On Friday Portugal exited its bailout program, three years after requesting a €78B ($107B) rescue.
- The good news is that this feeds the virtuous cycle of optimism about GIIPS bonds, and their declining borrowing costs.
- The potentially bad news is that Portugal no longer answers to the Troika and is free to yield to the temptations of backtracking on reforms, such as lowering taxes while raising spending, reducing the costs of hiring and firing workers, etc. Of course Prime Minister Passos Coelho promises to maintain fiscal responsibility and financial stability. However the economy is a long way from recovery. Per asset manager Diogo Teixeira: “There will now be two or three decades of lean times for the state, which will have to purge that debt burden” (of €214B, $293B)), which he claims is heavy but sustainable. Portugal’s economy contracted in Q1 of this year, so it’s on the brink of recession (defined as two consecutive negative quarters). The temptations to slow or reverse the reforms could be strong, as politicians struggle to consider policy ramifications beyond their anticipated term in office.
Another Bearish Sign For Risk Appetite And Thus The EURUSD: David Tepper Comments
Remember, he was one of the most famous ‘don’t fight the Fed’ fund managers to go long when QE started and while others were too nervous to be bullish. So when founder of Appaloosa Management David Tepper talks, people listen, and when he says he’s nervous, they really listen. This past week at SkyBridge Capital’s SALT conference in Vegas he reiterated (and thus reinforced) a growing nervousness among stock investors:
“I’m not saying go short, I’m just saying don’t be too fricking long right now… There’s (sic) times to make money and there’s times not to lose money. This is probably (a time when) you’re supposed to think about preserving some of your money … I think it’s nervous time.
His reasons included the already widespread concerns about slow or slowing growth in the US and Europe (we’d add China, Japan, and most other major economies) as well as the ECB’s failure to act sooner against deflation.
Right or wrong, his comments were quoted all over the financial media on Wednesday. Given the lack of meaningful news that day, they may have been as much a reason as any for US and EU stocks to finish slightly lower.
That said, he remains 60% long stocks, compared to his earlier 100% allocation, so if he’s a sign of the times, then the times remain bullish, just more ambivalently so.
ECB, Bundesbank, Feed Bearish ECB Easing Speculation
From Friday through Monday the pair stabilized into a tight trading range with support holding around 1.375, supported by the 100 day EMA, as the effects of June ECB easing speculation appeared to have been priced in for the moment.

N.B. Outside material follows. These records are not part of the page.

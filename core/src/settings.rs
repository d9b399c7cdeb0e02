//! Typed user settings with their persisted camelCase keys and defaults.

use std::fmt;
use std::str::FromStr;

use anyhow::{Context, Result, bail};
use serde::Serialize;
use serde_json::Value;

use crate::models::Goals;

/// Keys of the settings collection, spelled as they are persisted.
#[derive(Debug, Clone, Copy, PartialEq, Eq, Hash)]
pub enum SettingKey {
    GoalKcal,
    GoalProt,
    GoalFat,
    GoalCarb,
    DayStartHour,
    DarkTheme,
    SpecRecs,
}

impl SettingKey {
    pub const ALL: [SettingKey; 7] = [
        SettingKey::GoalKcal,
        SettingKey::GoalProt,
        SettingKey::GoalFat,
        SettingKey::GoalCarb,
        SettingKey::DayStartHour,
        SettingKey::DarkTheme,
        SettingKey::SpecRecs,
    ];

    #[must_use]
    pub fn as_str(self) -> &'static str {
        match self {
            SettingKey::GoalKcal => "goalKcal",
            SettingKey::GoalProt => "goalProt",
            SettingKey::GoalFat => "goalFat",
            SettingKey::GoalCarb => "goalCarb",
            SettingKey::DayStartHour => "dayStartHour",
            SettingKey::DarkTheme => "darkTheme",
            SettingKey::SpecRecs => "specRecs",
        }
    }

    #[must_use]
    pub fn default_value(self) -> Value {
        let defaults = Settings::default();
        match self {
            SettingKey::GoalKcal => Value::from(defaults.goal_kcal),
            SettingKey::GoalProt => Value::from(defaults.goal_prot),
            SettingKey::GoalFat => Value::from(defaults.goal_fat),
            SettingKey::GoalCarb => Value::from(defaults.goal_carb),
            SettingKey::DayStartHour => Value::from(defaults.day_start_hour),
            SettingKey::DarkTheme => Value::from(defaults.dark_theme),
            SettingKey::SpecRecs => Value::from(defaults.spec_recs),
        }
    }

    /// Parses user input for this key into the value that gets stored.
    ///
    /// Goals are clamped to be non-negative and the day start hour to 0..=23.
    pub fn parse_value(self, input: &str) -> Result<Value> {
        let input = input.trim();
        match self {
            SettingKey::GoalKcal
            | SettingKey::GoalProt
            | SettingKey::GoalFat
            | SettingKey::GoalCarb => {
                let n: i64 = input
                    .parse()
                    .with_context(|| format!("Invalid value for {self}: '{input}'"))?;
                Ok(Value::from(n.max(0)))
            }
            SettingKey::DayStartHour => {
                let n: i64 = input
                    .parse()
                    .with_context(|| format!("Invalid value for {self}: '{input}'"))?;
                Ok(Value::from(clamp_hour(n)))
            }
            SettingKey::DarkTheme | SettingKey::SpecRecs => match input {
                "true" | "on" | "1" => Ok(Value::Bool(true)),
                "false" | "off" | "0" => Ok(Value::Bool(false)),
                _ => bail!("Invalid value for {self}: '{input}'. Use true or false"),
            },
        }
    }
}

impl fmt::Display for SettingKey {
    fn fmt(&self, f: &mut fmt::Formatter<'_>) -> fmt::Result {
        f.write_str(self.as_str())
    }
}

impl FromStr for SettingKey {
    type Err = anyhow::Error;

    fn from_str(s: &str) -> Result<Self> {
        SettingKey::ALL
            .into_iter()
            .find(|k| k.as_str().eq_ignore_ascii_case(s))
            .with_context(|| {
                let known: Vec<&str> = SettingKey::ALL.iter().map(|k| k.as_str()).collect();
                format!("Unknown setting '{s}'. Known: {}", known.join(", "))
            })
    }
}

/// User preferences, loaded once and passed explicitly to every computation
/// that depends on them.
#[derive(Debug, Clone, Copy, PartialEq, Eq, Serialize)]
pub struct Settings {
    pub goal_kcal: i64,
    pub goal_prot: i64,
    pub goal_fat: i64,
    pub goal_carb: i64,
    pub day_start_hour: u32,
    pub dark_theme: bool,
    pub spec_recs: bool,
}

impl Default for Settings {
    fn default() -> Self {
        Self {
            goal_kcal: 2000,
            goal_prot: 120,
            goal_fat: 70,
            goal_carb: 220,
            day_start_hour: 3,
            dark_theme: false,
            spec_recs: false,
        }
    }
}

impl Settings {
    /// Builds settings from stored values; missing or malformed keys fall
    /// back to their defaults.
    pub fn from_lookup<F>(mut lookup: F) -> Result<Self>
    where
        F: FnMut(SettingKey) -> Result<Option<Value>>,
    {
        let defaults = Settings::default();
        let mut int = |key: SettingKey, default: i64| -> Result<i64> {
            Ok(match lookup(key)? {
                Some(v) => v.as_i64().or_else(|| v.as_f64().map(|f| f as i64)).unwrap_or_else(|| {
                    tracing::warn!(key = %key, value = %v, "malformed setting, using default");
                    default
                }),
                None => default,
            })
        };
        let goal_kcal = int(SettingKey::GoalKcal, defaults.goal_kcal)?.max(0);
        let goal_prot = int(SettingKey::GoalProt, defaults.goal_prot)?.max(0);
        let goal_fat = int(SettingKey::GoalFat, defaults.goal_fat)?.max(0);
        let goal_carb = int(SettingKey::GoalCarb, defaults.goal_carb)?.max(0);
        let day_start_hour = clamp_hour(int(
            SettingKey::DayStartHour,
            i64::from(defaults.day_start_hour),
        )?);

        let mut flag = |key: SettingKey, default: bool| -> Result<bool> {
            Ok(match lookup(key)? {
                Some(v) => v.as_bool().unwrap_or_else(|| {
                    tracing::warn!(key = %key, value = %v, "malformed setting, using default");
                    default
                }),
                None => default,
            })
        };
        let dark_theme = flag(SettingKey::DarkTheme, defaults.dark_theme)?;
        let spec_recs = flag(SettingKey::SpecRecs, defaults.spec_recs)?;

        Ok(Self {
            goal_kcal,
            goal_prot,
            goal_fat,
            goal_carb,
            day_start_hour,
            dark_theme,
            spec_recs,
        })
    }

    #[must_use]
    pub fn goals(&self) -> Goals {
        Goals {
            kcal: self.goal_kcal,
            protein: self.goal_prot,
            fat: self.goal_fat,
            carb: self.goal_carb,
        }
    }
}

#[allow(clippy::cast_sign_loss)]
fn clamp_hour(hour: i64) -> u32 {
    hour.clamp(0, 23) as u32
}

Then on Tuesday it was reported that the one remaining source of meaningful opposition, Germany’s Bundesbank, was comfortable with the ECB announcing new easing measures at its June meeting.

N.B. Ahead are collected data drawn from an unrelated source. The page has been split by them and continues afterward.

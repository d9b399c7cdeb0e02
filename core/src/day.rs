//! Logical days: the calendar date an instant counts towards once the
//! user's day-start hour is taken into account.

use chrono::{DateTime, Duration, NaiveDate, TimeZone, Utc};

/// Maps `instant` to its logical day: `day_start_hour` hours are subtracted
/// and the result is truncated to a date in `tz`.
///
/// The offset is trusted as-is; clamping to 0..=23 happens when settings are
/// loaded.
#[must_use]
pub fn logical_day<Tz: TimeZone>(instant: &DateTime<Utc>, day_start_hour: u32, tz: &Tz) -> NaiveDate {
    let shifted = *instant - Duration::hours(i64::from(day_start_hour));
    shifted.with_timezone(tz).date_naive()
}

/// Plain calendar date of `instant` in `tz`.
#[must_use]
pub fn calendar_day<Tz: TimeZone>(instant: &DateTime<Utc>, tz: &Tz) -> NaiveDate {
    logical_day(instant, 0, tz)
}

/// The logical day it currently is.
#[must_use]
pub fn today<Tz: TimeZone>(day_start_hour: u32, tz: &Tz) -> NaiveDate {
    logical_day(&Utc::now(), day_start_hour, tz)
}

That was enough to start the pair’s next leg lower. As of midday Wednesday support around 1.37 held firm, and the pair began a recovery bounce, due to a combination of:
- A normal “self-fulfilling prophecy “tendency to anticipate a bounce at the significant 1.37 level, which was encouraged by…

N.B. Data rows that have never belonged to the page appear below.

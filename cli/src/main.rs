mod commands;
mod config;

use anyhow::Result;
use clap::{Parser, Subcommand};
use std::path::PathBuf;
use std::process;
use tracing_subscriber::EnvFilter;
use tracing_subscriber::filter::LevelFilter;

use crate::commands::{
    ExportKind, ProductFields, RangeArgs, cmd_add, cmd_delete, cmd_edit, cmd_export,
    cmd_import_products, cmd_product_add, cmd_product_delete, cmd_product_edit, cmd_product_list,
    cmd_settings_set, cmd_settings_show, cmd_stats, cmd_today, cmd_use,
};
use crate::config::Config;
use kcal_core::chart::{ChartOptions, SeriesVisibility};
use kcal_core::models::{EntryEdit, Per100};
use kcal_core::service::Tracker;

#[derive(Parser)]
#[command(
    name = "kcal",
    version,
    about = "An offline calorie and macronutrient tracker"
)]
struct Cli {
    /// Database file (default: platform data directory)
    #[arg(long, global = true, env = "KCAL_DB")]
    db: Option<PathBuf>,
    #[command(subcommand)]
    command: Commands,
}

#[derive(Subcommand)]
enum Commands {
    /// Show today's entries, totals and goal progress
    Today {
        /// Output as JSON
        #[arg(long)]
        json: bool,
    },
    /// Log an entry from per-100g values
    Add {
        /// Entry name
        name: String,
        /// Portion weight in grams
        weight: f64,
        /// kcal per 100g
        #[arg(long, default_value = "0")]
        kcal: f64,
        /// Protein per 100g
        #[arg(long, default_value = "0")]
        protein: f64,
        /// Fat per 100g
        #[arg(long, default_value = "0")]
        fat: f64,
        /// Carbs per 100g
        #[arg(long, default_value = "0")]
        carb: f64,
        /// Output as JSON
        #[arg(long)]
        json: bool,
    },
    /// Log an entry from a library product
    Use {
        /// Product ID
        product_id: i64,
        /// Portion weight in grams
        weight: f64,
        /// Output as JSON
        #[arg(long)]
        json: bool,
    },
    /// Edit a logged entry (unset values keep the current per-100g figures)
    Edit {
        /// Entry ID
        entry_id: i64,
        #[arg(long)]
        name: Option<String>,
        /// Portion weight in grams
        #[arg(long)]
        weight: Option<f64>,
        /// kcal per 100g
        #[arg(long)]
        kcal: Option<f64>,
        /// Protein per 100g
        #[arg(long)]
        protein: Option<f64>,
        /// Fat per 100g
        #[arg(long)]
        fat: Option<f64>,
        /// Carbs per 100g
        #[arg(long)]
        carb: Option<f64>,
        /// Output as JSON
        #[arg(long)]
        json: bool,
    },
    /// Delete a logged entry
    Delete {
        /// Entry ID
        entry_id: i64,
        /// Output as JSON
        #[arg(long)]
        json: bool,
    },
    /// Manage the product library
    Product {
        #[command(subcommand)]
        command: ProductCommands,
    },
    /// Import data from CSV
    Import {
        #[command(subcommand)]
        command: ImportCommands,
    },
    /// Export data as semicolon-separated CSV
    Export {
        #[command(subcommand)]
        command: ExportCommands,
    },
    /// Per-day totals over a date range, optionally as an SVG chart
    Stats {
        /// First date (YYYY-MM-DD, today, yesterday)
        #[arg(long)]
        from: Option<String>,
        /// Last date (YYYY-MM-DD, today, yesterday)
        #[arg(long)]
        to: Option<String>,
        /// Range preset: 7, 30, month, last-month (default: 7)
        #[arg(long, conflicts_with_all = ["from", "to"])]
        preset: Option<String>,
        #[arg(long)]
        hide_kcal: bool,
        #[arg(long)]
        hide_protein: bool,
        #[arg(long)]
        hide_fat: bool,
        #[arg(long)]
        hide_carb: bool,
        /// Label chart points with their values
        #[arg(long)]
        values: bool,
        /// Write the chart to this SVG file
        #[arg(long)]
        chart: Option<PathBuf>,
        /// Output as JSON
        #[arg(long)]
        json: bool,
    },
    /// Show or change settings
    Settings {
        #[command(subcommand)]
        command: SettingsCommands,
    },
}

#[derive(Subcommand)]
enum ProductCommands {
    /// Add a product (kcal is computed from macros when omitted)
    Add {
        /// Product name
        name: String,
        /// kcal per 100g
        #[arg(long)]
        kcal: Option<f64>,
        /// Protein per 100g
        #[arg(long)]
        protein: Option<f64>,
        /// Fat per 100g
        #[arg(long)]
        fat: Option<f64>,
        /// Carbs per 100g
        #[arg(long)]
        carb: Option<f64>,
        /// Output as JSON
        #[arg(long)]
        json: bool,
    },
    /// Edit a product
    Edit {
        /// Product ID
        id: i64,
        #[arg(long)]
        name: Option<String>,
        /// kcal per 100g (recomputed when omitted and a macro changes)
        #[arg(long)]
        kcal: Option<f64>,
        /// Protein per 100g
        #[arg(long)]
        protein: Option<f64>,
        /// Fat per 100g
        #[arg(long)]
        fat: Option<f64>,
        /// Carbs per 100g
        #[arg(long)]
        carb: Option<f64>,
        /// Output as JSON
        #[arg(long)]
        json: bool,
    },
    /// List or search products
    List {
        /// Case-insensitive name filter
        #[arg(short, long)]
        search: Option<String>,
        /// Output as JSON
        #[arg(long)]
        json: bool,
    },
    /// Delete a product
    Delete {
        /// Product ID
        id: i64,
        /// Output as JSON
        #[arg(long)]
        json: bool,
    },
}

#[derive(Subcommand)]
enum ImportCommands {
    /// Import products from a semicolon-separated CSV file
    Products {
        /// Path to the CSV file
        file: PathBuf,
        /// Import valid rows without asking
        #[arg(short, long)]
        yes: bool,
        /// Output as JSON (without --yes nothing is imported)
        #[arg(long)]
        json: bool,
    },
}

#[derive(Subcommand)]
enum ExportCommands {
    /// Export the product library
    Products {
        /// Output file (default: stdout)
        #[arg(short, long)]
        output: Option<PathBuf>,
    },
    /// Export the full entry history
    History {
        /// Output file (default: stdout)
        #[arg(short, long)]
        output: Option<PathBuf>,
    },
}

#[derive(Subcommand)]
enum SettingsCommands {
    /// Show all settings
    Show {
        /// Output as JSON
        #[arg(long)]
        json: bool,
    },
    /// Set a setting: goalKcal, goalProt, goalFat, goalCarb, dayStartHour, darkTheme, specRecs
    Set {
        key: String,
        /// New value; `goalKcal auto` derives kcal from the macro goals
        value: String,
        /// Output as JSON
        #[arg(long)]
        json: bool,
    },
}

fn main() {
    tracing_subscriber::fmt()
        .with_env_filter(
            EnvFilter::builder()
                .with_default_directive(LevelFilter::WARN.into())
                .from_env_lossy(),
        )
        .with_writer(std::io::stderr)
        .init();

    let cli = Cli::parse();

    if let Err(e) = run(cli) {
        eprintln!("Error: {e:#}");
        process::exit(1);
    }
}

fn run(cli: Cli) -> Result<()> {
    let config = Config::load(cli.db.as_deref())?;
    let tracker = Tracker::open(&config.db_path)?;

    match cli.command {
        Commands::Today { json } => cmd_today(&tracker, json),
        Commands::Add {
            name,
            weight,
            kcal,
            protein,
            fat,
            carb,
            json,
        } => {
            let per_100 = Per100 {
                kcal,
                protein,
                fat,
                carb,
            };
            cmd_add(&tracker, &name, weight, per_100, json)
        }
        Commands::Use {
            product_id,
            weight,
            json,
        } => cmd_use(&tracker, product_id, weight, json),
        Commands::Edit {
            entry_id,
            name,
            weight,
            kcal,
            protein,
            fat,
            carb,
            json,
        } => {
            let edit = EntryEdit {
                name,
                weight,
                kcal_per_100: kcal,
                protein_per_100: protein,
                fat_per_100: fat,
                carb_per_100: carb,
            };
            cmd_edit(&tracker, entry_id, &edit, json)
        }
        Commands::Delete { entry_id, json } => cmd_delete(&tracker, entry_id, json),
        Commands::Product { command } => match command {
            ProductCommands::Add {
                name,
                kcal,
                protein,
                fat,
                carb,
                json,
            } => {
                let fields = ProductFields {
                    kcal,
                    protein,
                    fat,
                    carb,
                };
                cmd_product_add(&tracker, &name, &fields, json)
            }
            ProductCommands::Edit {
                id,
                name,
                kcal,
                protein,
                fat,
                carb,
                json,
            } => {
                let fields = ProductFields {
                    kcal,
                    protein,
                    fat,
                    carb,
                };
                cmd_product_edit(&tracker, id, name, &fields, json)
            }
            ProductCommands::List { search, json } => {
                cmd_product_list(&tracker, search.as_deref(), json)
            }
            ProductCommands::Delete { id, json } => cmd_product_delete(&tracker, id, json),
        },
        Commands::Import { command } => match command {
            ImportCommands::Products { file, yes, json } => {
                cmd_import_products(&tracker, &file, yes, json)
            }
        },
        Commands::Export { command } => match command {
            ExportCommands::Products { output } => {
                cmd_export(&tracker, ExportKind::Products, output.as_deref())
            }
            ExportCommands::History { output } => {
                cmd_export(&tracker, ExportKind::History, output.as_deref())
            }
        },
        Commands::Stats {
            from,
            to,
            preset,
            hide_kcal,
            hide_protein,
            hide_fat,
            hide_carb,
            values,
            chart,
            json,
        } => {
            let args = RangeArgs { from, to, preset };
            let options = ChartOptions {
                visible: SeriesVisibility {
                    kcal: !hide_kcal,
                    protein: !hide_protein,
                    fat: !hide_fat,
                    carb: !hide_carb,
                },
                show_values: values,
            };
            cmd_stats(&tracker, &args, &options, chart.as_deref(), json)
        }
        Commands::Settings { command } => match command {
            SettingsCommands::Show { json } => cmd_settings_show(&tracker, json),
            SettingsCommands::Set { key, value, json } => {
                cmd_settings_set(&tracker, &key, &value, json)
            }
        },
    }
}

- USD rally lacking follow-through due to weak US retail sales data, and the downward revision of US Q1 GDP undercut the nascent USD rally.
On Thursday the big story was growing anticipation of bolder ECB easing steps, as shrinking GDP and inflation data fed speculation of more easing than previously expected. Official comments and press reports, as we noted in our mid-week EURUSD outlook, continue to suggest a mix of rate cuts rather than QE-style bond purchases. For example, a Thursday report in Spanish newspaper La Vanguardia speculated that the ECB will cut its deposit rate to -25bps at the next meeting in June and will also lower the lending rate to 15bps.
No Easy Choices: ECB’s Likely Easing Steps For June
As we’ve discussed in earlier posts, each policy option has its downsides. For example, negative deposit rates for banks could push EU banks to:
- Pass on costs to clients, which would act like an additional tax and cut business and consumer spending, feeding the very deflation the ECB wants to defeat, or
- Absorb the costs and weaken their balance sheets ahead of ECB stress tests.
The consensus of analysts, based on EU officials’ comments, is that the ECB’s coming easing steps could include a reduction in both the refi rate and in the deposit rate, an end to SMP sterilization (as we warned it would eventually need to do here) and new LTROs.
A few years ago any one of these measures could have sent euro sharply lower. However in an environment of already near-zero interest rates, the potential impact on the euro and EZ from more rate cuts is mostly spent. This fact alone may explain much of the gradual, controlled nature of the EURUSD’s pullback thus far.
Weak EU Economic Data Pressures ECB For Bolder Easing, Pressuring EUR
As we noted in our weekly EURUSD outlook, last week’s weak German export data and inflation data had already suggested that Germany would be more open to further easing. This week’s poor German ZEW reading, as well as falling German and French inflation data, further suggest German acceptance of some easing measures.
Thursday’s weaker than expected EU GDP (0.2% versus 0.4%) and CPI forecasts (0.7%, unchanged and in line but still stubbornly below the 2% ECB target as well as continued reports and speculation about the extent and type of ECB easing in June kept up the downward pressure, sending the pair below 1.365, testing support of the 200 day EMA before recovering.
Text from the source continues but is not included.